As you may have heard last week, some evildoers raided the OSU locker room and “borrowed” a handful of random items. A player’s helmet. Some Dez Bryant gloves. Zac Robinson’s wrist band. We’re here to come clean, RDKers. It was us. We’re not sure who the three choads are that they have in custody, but we’re the masterminds behind this devious plan.
Since the inception of the Big 12, Gravy and I have been collecting oddities/novelties from football and basketball locker rooms. At first it was just a small item here or there. But soon our hobby became an obsession. We were hooked. And we couldn’t stop. Year after year, we pillaged and plundered through equipment rooms, lockers, offices and training facilities Today, by providing you with the complete list of our loot, we admit our guilt.
1996
Ernie Abercrombie’s shoe lifts
John Blake’s jogging suit
1997
Donovan McNabb vomit towel
Gana Joseph’s extensions
1998
“Music & Lyrics” by Patrick Fletcher
First draft of “The Five-Quarterback System” by John Blake
1999
Amhed Kabba’s “8 balls”
Michael Thorton’s crutch
2000
Nothing … still in disbelief
2001
Hunter Wall’s pager
Odd ACME dynamite sticks at OU-KSU game
Brent Rawls’ BMX
2002
Handful of Jason White ligaments
Nate Hybl’s sand wedge
OU’s last BCS trophy (currently in Gravy’s garage)
2003
Les Miles’ tiny hat
“Where in the World is Jejuan Rankins?” DVD
2004
A vial of Adrian Peterson sweat (don’t laugh, it’s worth billions now)
A vial of Matt Leinart sweat (laugh, it’s worthless)
2005
Rhett Bomar’s time card
J.D. Quinn’s copy of “One Fish, Two Fish, Red Fish, Blue Fish”
2006
Paul Thompson’s comb
Malcolm Kelly’s codeine cough syrup (i.e., Purple Drank)

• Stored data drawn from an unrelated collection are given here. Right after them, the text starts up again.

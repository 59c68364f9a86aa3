use serde::{Serialize, Deserialize};

use crate::error::{NetError, NetResult};

/// Layer widths of a network, input first.
///
/// Element 0 is the number of input features; elements `1..=L` are the
/// widths of the `L` layers, the last being the output layer. A value of
/// this type always describes at least one layer and never a zero width.
#[derive(Debug, Clone, PartialEq, Eq, Serialize, Deserialize)]
#[serde(try_from = "Vec<usize>", into = "Vec<usize>")]
pub struct Dimensions(Vec<usize>);

impl Dimensions {
    pub fn new(widths: Vec<usize>) -> NetResult<Dimensions> {
        if widths.len() < 2 {
            return Err(NetError::InvalidDimensions {
                reason: format!("need at least 2 entries (input and one layer), got {}", widths.len()),
                dims: widths,
            });
        }
        if let Some(pos) = widths.iter().position(|&w| w == 0) {
            return Err(NetError::InvalidDimensions {
                reason: format!("width at position {pos} must be positive"),
                dims: widths,
            });
        }
        Ok(Dimensions(widths))
    }

    /// `[input, hidden..., output]`.
    pub fn from_topology(input: usize, hidden: &[usize], output: usize) -> NetResult<Dimensions> {
        let mut widths = Vec::with_capacity(hidden.len() + 2);
        widths.push(input);
        widths.extend_from_slice(hidden);
        widths.push(output);
        Dimensions::new(widths)
    }

    pub fn widths(&self) -> &[usize] {
        &self.0
    }

    /// Number of layers `L` (the input is not a layer).
    pub fn n_layers(&self) -> usize {
        self.0.len() - 1
    }

    pub fn input_size(&self) -> usize {
        self.0[0]
    }

    pub fn output_size(&self) -> usize {
        self.0[self.0.len() - 1]
    }

    /// Width of layer `c`, with `c = 0` meaning the input.
    pub fn width(&self, c: usize) -> usize {
        self.0[c]
    }

    /// `(width[c], width[c-1])` for every layer `c` in `1..=L`.
    pub fn weight_shapes(&self) -> impl Iterator<Item = (usize, usize)> + '_ {
        self.0.windows(2).map(|pair| (pair[1], pair[0]))
    }
}

impl TryFrom<Vec<usize>> for Dimensions {
    type Error = NetError;

    fn try_from(widths: Vec<usize>) -> NetResult<Dimensions> {
        Dimensions::new(widths)
    }
}

impl From<Dimensions> for Vec<usize> {
    fn from(dims: Dimensions) -> Vec<usize> {
        dims.0
    }
}
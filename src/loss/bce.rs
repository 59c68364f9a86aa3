use crate::error::{NetError, NetResult};
use crate::math::matrix::Matrix;

/// Binary cross-entropy paired with a sigmoid output layer.
pub struct BceLoss;

/// Predictions are clipped to `[EPS, 1 - EPS]` before taking logs.
const EPS: f64 = 1e-15;

impl BceLoss {
    /// Scalar BCE over every entry: -mean(y·log(p) + (1-y)·log(1-p)).
    ///
    /// Both matrices must have the same non-empty shape.
    pub fn loss(predicted: &Matrix, expected: &Matrix) -> NetResult<f64> {
        expected.ensure_shape(predicted.shape(), "BceLoss::loss labels")?;
        let n = predicted.rows * predicted.cols;
        if n == 0 {
            return Err(NetError::shape("BceLoss::loss predictions", (1, 1), predicted.shape()));
        }
        let total: f64 = predicted.values().zip(expected.values())
            .map(|(p, y)| {
                let p = p.clamp(EPS, 1.0 - EPS);
                -(y * p.ln() + (1.0 - y) * (1.0 - p).ln())
            })
            .sum();
        Ok(total / n as f64)
    }

    /// Error signal at the output pre-activation: `p - y`.
    ///
    /// This is ∂BCE/∂z for `p = σ(z)`; the sigmoid derivative cancels, so the
    /// output layer's delta needs no extra factor.
    pub fn output_delta(predicted: &Matrix, expected: &Matrix) -> NetResult<Matrix> {
        predicted.sub(expected)
    }
}

#[cfg(test)]
mod tests {
    use super::*;

    #[test]
    fn uninformed_prediction_costs_ln_two() {
        let p = Matrix::row_vector(vec![0.5, 0.5]);
        let y = Matrix::row_vector(vec![0.0, 1.0]);
        assert!((BceLoss::loss(&p, &y).unwrap() - std::f64::consts::LN_2).abs() < 1e-12);
    }

    #[test]
    fn confident_wrong_prediction_is_finite() {
        let p = Matrix::row_vector(vec![0.0, 1.0]);
        let y = Matrix::row_vector(vec![1.0, 0.0]);
        let loss = BceLoss::loss(&p, &y).unwrap();
        assert!(loss.is_finite());
        assert!(loss > 30.0);
    }

    #[test]
    fn perfect_prediction_is_near_zero() {
        let p = Matrix::row_vector(vec![1.0, 0.0]);
        let y = Matrix::row_vector(vec![1.0, 0.0]);
        assert!(BceLoss::loss(&p, &y).unwrap() < 1e-12);
    }

    #[test]
    fn mismatched_label_count_is_rejected() {
        let p = Matrix::row_vector(vec![0.5, 0.5]);
        let y = Matrix::row_vector(vec![1.0]);
        assert!(matches!(BceLoss::loss(&p, &y), Err(NetError::ShapeMismatch { .. })));
    }

    #[test]
    fn empty_batch_is_rejected() {
        let empty = Matrix::zeros(1, 0);
        assert!(matches!(BceLoss::loss(&empty, &empty), Err(NetError::ShapeMismatch { .. })));
    }

    #[test]
    fn output_delta_is_difference() {
        let p = Matrix::row_vector(vec![0.75, 0.25]);
        let y = Matrix::row_vector(vec![1.0, 0.0]);
        assert_eq!(BceLoss::output_delta(&p, &y).unwrap().data, vec![vec![-0.25, 0.25]]);
    }
}
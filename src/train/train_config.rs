use std::sync::mpsc;
use std::sync::{Arc, atomic::AtomicBool};

use serde::{Serialize, Deserialize};

use crate::error::{NetError, NetResult};
use crate::train::iteration_stats::IterationStats;

/// Configuration for a `train_loop` run.
///
/// # Fields
/// - `hidden_layers`: widths of the hidden layers, input side first; the
///   input and output widths come from the dataset
/// - `learning_rate`: gradient-descent step size, must be positive
/// - `iterations`: number of full-batch updates
/// - `seed`: seeds the RNG used for weight initialisation
/// - `progress_tx`: optional channel sender; one `IterationStats` is sent
///   per completed iteration.  If the receiver is dropped
///   the loop stops early.
/// - `stop_flag`: optional atomic flag; when set to `true` from another
///   thread the loop stops after the current iteration.
#[derive(Debug, Serialize, Deserialize)]
#[serde(default)]
pub struct TrainConfig {
    pub hidden_layers: Vec<usize>,
    pub learning_rate: f64,
    pub iterations: usize,
    pub seed: u64,
    #[serde(skip)]
    pub progress_tx: Option<mpsc::Sender<IterationStats>>,
    #[serde(skip)]
    pub stop_flag: Option<Arc<AtomicBool>>,
}

impl TrainConfig {
    /// Creates a `TrainConfig` with no progress channel and no stop flag.
    pub fn new(hidden_layers: Vec<usize>, learning_rate: f64, iterations: usize, seed: u64) -> Self {
        TrainConfig {
            hidden_layers,
            learning_rate,
            iterations,
            seed,
            progress_tx: None,
            stop_flag: None,
        }
    }

    pub fn validate(&self) -> NetResult<()> {
        if !(self.learning_rate.is_finite() && self.learning_rate > 0.0) {
            return Err(NetError::InvalidConfig(format!(
                "learning rate must be a positive number, got {}",
                self.learning_rate
            )));
        }
        if self.iterations == 0 {
            return Err(NetError::InvalidConfig("iteration count must be at least 1".into()));
        }
        if let Some(pos) = self.hidden_layers.iter().position(|&w| w == 0) {
            return Err(NetError::InvalidDimensions {
                dims: self.hidden_layers.clone(),
                reason: format!("hidden layer {} has zero width", pos + 1),
            });
        }
        Ok(())
    }
}

impl Default for TrainConfig {
    fn default() -> Self {
        TrainConfig::new(vec![8, 8, 8], 0.01, 3000, 1)
    }
}

#[cfg(test)]
mod tests {
    use super::*;

    #[test]
    fn defaults_are_valid() {
        let config = TrainConfig::default();
        assert_eq!(config.hidden_layers, vec![8, 8, 8]);
        assert!(config.validate().is_ok());
    }

    #[test]
    fn rejects_bad_learning_rate() {
        for lr in [0.0, -0.1, f64::NAN, f64::INFINITY] {
            let config = TrainConfig::new(vec![4], lr, 10, 0);
            assert!(matches!(config.validate(), Err(NetError::InvalidConfig(_))), "lr = {lr}");
        }
    }

    #[test]
    fn rejects_zero_iterations_and_zero_width() {
        assert!(TrainConfig::new(vec![4], 0.1, 0, 0).validate().is_err());
        assert!(matches!(
            TrainConfig::new(vec![4, 0], 0.1, 10, 0).validate(),
            Err(NetError::InvalidDimensions { .. })
        ));
    }

    #[test]
    fn partial_json_falls_back_to_defaults() {
        let config: TrainConfig = serde_json::from_str(r#"{"iterations": 50, "seed": 7}"#).unwrap();
        assert_eq!(config.iterations, 50);
        assert_eq!(config.seed, 7);
        assert_eq!(config.learning_rate, 0.01);
        assert!(config.progress_tx.is_none());
    }
}
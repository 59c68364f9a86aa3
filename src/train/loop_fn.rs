use std::sync::atomic::Ordering;

use rand::rngs::StdRng;
use rand::SeedableRng;
use tracing::{debug, info, warn};

use crate::data::dataset::Dataset;
use crate::error::NetResult;
use crate::network::dimensions::Dimensions;
use crate::network::network::Network;
use crate::optim::sgd::Sgd;
use crate::train::history::TrainingHistory;
use crate::train::train_config::TrainConfig;
use crate::train::trainer::{Trainer, TrainingState};

/// Iterations between debug log lines.
const LOG_EVERY: usize = 100;

/// Result of a training run.
#[derive(Debug, Clone)]
pub struct TrainOutcome {
    /// Parameters after the last completed iteration.
    pub network: Network,
    /// One row per completed iteration.
    pub history: TrainingHistory,
    /// `false` when the run was stopped before `config.iterations`.
    pub completed: bool,
}

/// Builds a network sized for `train`, then trains it for
/// `config.iterations` full-batch iterations.
///
/// The layer widths are `[n_features, config.hidden_layers..., label_rows]`.
///
/// # Early termination
/// The loop stops after the current iteration if:
/// - the `progress_tx` receiver has been dropped, **or**
/// - `config.stop_flag` is set to `true`.
/// The network and the rows recorded so far are still returned.
///
/// # Errors
/// Invalid configuration is rejected before any parameter is created. Any
/// error during an iteration aborts the run and no history is returned.
pub fn train_loop(train: &Dataset, test: &Dataset, config: &TrainConfig) -> NetResult<TrainOutcome> {
    config.validate()?;

    let dims = Dimensions::from_topology(train.n_features(), &config.hidden_layers, train.labels.rows)?;
    let mut rng = StdRng::seed_from_u64(config.seed);
    let network = Network::initialise(&dims, &mut rng);

    info!(
        dimensions = ?dims.widths(),
        learning_rate = config.learning_rate,
        iterations = config.iterations,
        seed = config.seed,
        train_examples = train.n_examples(),
        test_examples = test.n_examples(),
        "starting training"
    );

    let mut trainer = Trainer::new(network, Sgd::new(config.learning_rate), train, test, config.iterations)?;

    while trainer.state() != TrainingState::Completed {
        if stop_requested(config) {
            warn!(completed = trainer.history().len(), "stop requested, ending training early");
            break;
        }

        let Some(stats) = trainer.step()? else {
            break;
        };

        if stats.iteration % LOG_EVERY == 0 {
            debug!(
                iteration = stats.iteration,
                train_loss = stats.train_loss,
                test_loss = stats.test_loss,
                train_accuracy = stats.train_accuracy,
                test_accuracy = stats.test_accuracy,
                "progress"
            );
        }

        if let Some(ref tx) = config.progress_tx {
            // If the receiver has been dropped, stop training.
            if tx.send(stats).is_err() {
                warn!(completed = stats.iteration, "progress receiver dropped, ending training early");
                break;
            }
        }
    }

    let completed = trainer.state() == TrainingState::Completed;
    let (network, history) = trainer.into_parts();

    if let Some(last) = history.last() {
        info!(
            iterations = history.len(),
            train_loss = last[0],
            test_loss = last[1],
            train_accuracy = last[2],
            test_accuracy = last[3],
            "training finished"
        );
    }

    Ok(TrainOutcome { network, history, completed })
}

fn stop_requested(config: &TrainConfig) -> bool {
    config.stop_flag
        .as_ref()
        .map_or(false, |flag| flag.load(Ordering::Relaxed))
}
use crate::error::NetResult;
use crate::network::gradients::Gradients;
use crate::network::network::Network;

/// Plain full-batch gradient descent with a fixed learning rate.
#[derive(Debug, Clone, Copy, PartialEq)]
pub struct Sgd {
    pub learning_rate: f64,
}

impl Sgd {
    pub fn new(learning_rate: f64) -> Sgd {
        Sgd { learning_rate }
    }

    /// Applies one update to every layer of `network`.
    ///
    /// All gradient shapes are checked before the first parameter changes,
    /// so on error the network is left untouched.
    pub fn step(&self, network: &mut Network, gradients: &Gradients) -> NetResult<()> {
        gradients.check_against(network)?;
        for (layer, grads) in network.layers_mut().iter_mut().zip(gradients.layers.iter()) {
            layer.apply_gradients(grads, self.learning_rate)?;
        }
        Ok(())
    }
}
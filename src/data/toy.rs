//! Small built-in datasets for demos and tests.

use crate::data::dataset::Dataset;
use crate::math::matrix::Matrix;

/// Rows are examples here; the dataset stores them as columns.
fn build(samples: Vec<Vec<f64>>, labels: Vec<f64>) -> Dataset {
    let n_features = samples.first().map_or(0, Vec::len);
    let features = Matrix { rows: samples.len(), cols: n_features, data: samples }.transpose();
    Dataset { features, labels: Matrix::row_vector(labels) }
}

/// Logical AND of two bits: only (1, 1) is labelled 1.
pub fn builtin_and() -> Dataset {
    build(
        vec![
            vec![0.0, 0.0],
            vec![0.0, 1.0],
            vec![1.0, 0.0],
            vec![1.0, 1.0],
        ],
        vec![0.0, 0.0, 0.0, 1.0],
    )
}

/// Logical XOR of two bits; not linearly separable.
pub fn builtin_xor() -> Dataset {
    build(
        vec![
            vec![0.0, 0.0],
            vec![0.0, 1.0],
            vec![1.0, 0.0],
            vec![1.0, 1.0],
        ],
        vec![0.0, 1.0, 1.0, 0.0],
    )
}

/// Generates `n` samples of 2D "two blobs" data in [0, 1]², class 0 around
/// (0.3, 0.3) and class 1 around (0.7, 0.7). The spread is deterministic.
pub fn builtin_blobs(n: usize) -> Dataset {
    let n = n.max(2);
    let mut inputs = Vec::with_capacity(n);
    let mut labels = Vec::with_capacity(n);
    let centers = [(0.3f64, 0.3f64), (0.7f64, 0.7f64)];
    for i in 0..n {
        let class = i % 2;
        let (cx, cy) = centers[class];
        let angle = i as f64 * 2.399;
        let r = 0.12 * (i as f64 * 0.31).sin().abs();
        let x = (cx + r * angle.cos()).clamp(0.0, 1.0);
        let y = (cy + r * angle.sin()).clamp(0.0, 1.0);
        inputs.push(vec![x, y]);
        labels.push(class as f64);
    }
    build(inputs, labels)
}
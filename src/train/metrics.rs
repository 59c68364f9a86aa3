use crate::data::dataset::Dataset;
use crate::error::NetResult;
use crate::loss::bce::BceLoss;
use crate::math::matrix::Matrix;
use crate::network::network::Network;

/// Loss and accuracy of a network on one dataset.
#[derive(Debug, Clone, Copy, PartialEq)]
pub struct Evaluation {
    pub loss: f64,
    pub accuracy: f64,
}

/// Fraction of entries where `predicted` equals `expected` exactly.
pub fn accuracy(predicted: &Matrix, expected: &Matrix) -> f64 {
    let n = predicted.rows * predicted.cols;
    if n == 0 {
        return 0.0;
    }
    let correct = predicted.values().zip(expected.values())
        .filter(|(p, y)| p == y)
        .count();
    correct as f64 / n as f64
}

/// One forward pass over `dataset`, scored with BCE and thresholded accuracy.
pub fn evaluate(network: &Network, dataset: &Dataset) -> NetResult<Evaluation> {
    let proba = network.predict_proba(&dataset.features)?;
    proba.ensure_shape(dataset.labels.shape(), "evaluate predictions")?;
    Ok(Evaluation {
        loss: BceLoss::loss(&proba, &dataset.labels)?,
        accuracy: accuracy(&Network::binarize(&proba), &dataset.labels),
    })
}
pub mod sigmoid;

pub use sigmoid::{sigmoid, sigmoid_derivative};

Gorgon Reise’s Lasik appointment reminder
2007
Demarcus Granger’s coat
One wing, one drum from Bobby Reid
Naked pictures of Chase Daniel’s sister
2008
Josh Jarboe rap video (oops)
Malcolm Kelly’s indoor cleats
Tim Tebow-autographed Bible
2009
Dez Bryant’s gloves
Zac Robinson’s wrist bands
Erin Andrews peephole video (don’t ask)


12 Comments Received
September 23rd, 2009 @10:28 am
Since I corrected Rover last week, gotta tell you that it’s “vial” of AD’s sweat. But it is “vile” that you would keep a “vial” of Leinart’s sweat. AD’s? Perfectly understandable.
September 23rd, 2009 @10:31 am
Fucking classic, Dirt Monkey. The year by year shit was just pure fucking classic.
September 23rd, 2009 @10:36 am
Stop being the grammar police. That is just uncool and douchey. Only old women ex-English teachers and people who wanna point out someone’s every mistake to make themselves feel more important do that.
September 23rd, 2009 @10:41 am
No, Brown’s right. I should haze myself.
September 23rd, 2009 @11:41 am
J_dub8oh, DM obviously knows what you don’t, and that would be that I’m just givin’ him and Rover shit. I’m quite positive I have mistyped many times in the past and will do so again in the future. This is all in jest after I got called out by DM and GT for mispelling Capel’s name last year. So before you start acting all “uncool and douchey” by talking shit about something you came in on the middle of, you might want to check yourself at the door first. But thanks for “policing” what I’m posting on RDK.
September 23rd, 2009 @12:33 pm
I don’t see it on the list, so I’m wondering who stole Sugar’s flower?
I “like/am okay with” being corrected. Since the old gears started slipping I can use all the help I can get to be more attentive to detail. And being as it is a site with a certain levity to all things, I always assume all this is good-natured ribbing.
September 23rd, 2009 @12:45 pm
That artwork is fucking genius.
September 23rd, 2009 @12:54 pm
Sugar’s only 17, so she wasn’t in Norman then.
September 23rd, 2009 @12:54 pm
precisely Rover, precisely
September 23rd, 2009 @4:42 pm
If policing the grammar was all in good fun, by all means, continue. I apologize.
September 23rd, 2009 @7:21 pm
I have pillaged the locker room before..in 2003. Obtained Jason White’s OU shorts and Dusty Dvoraceck’s OU sweat shirt.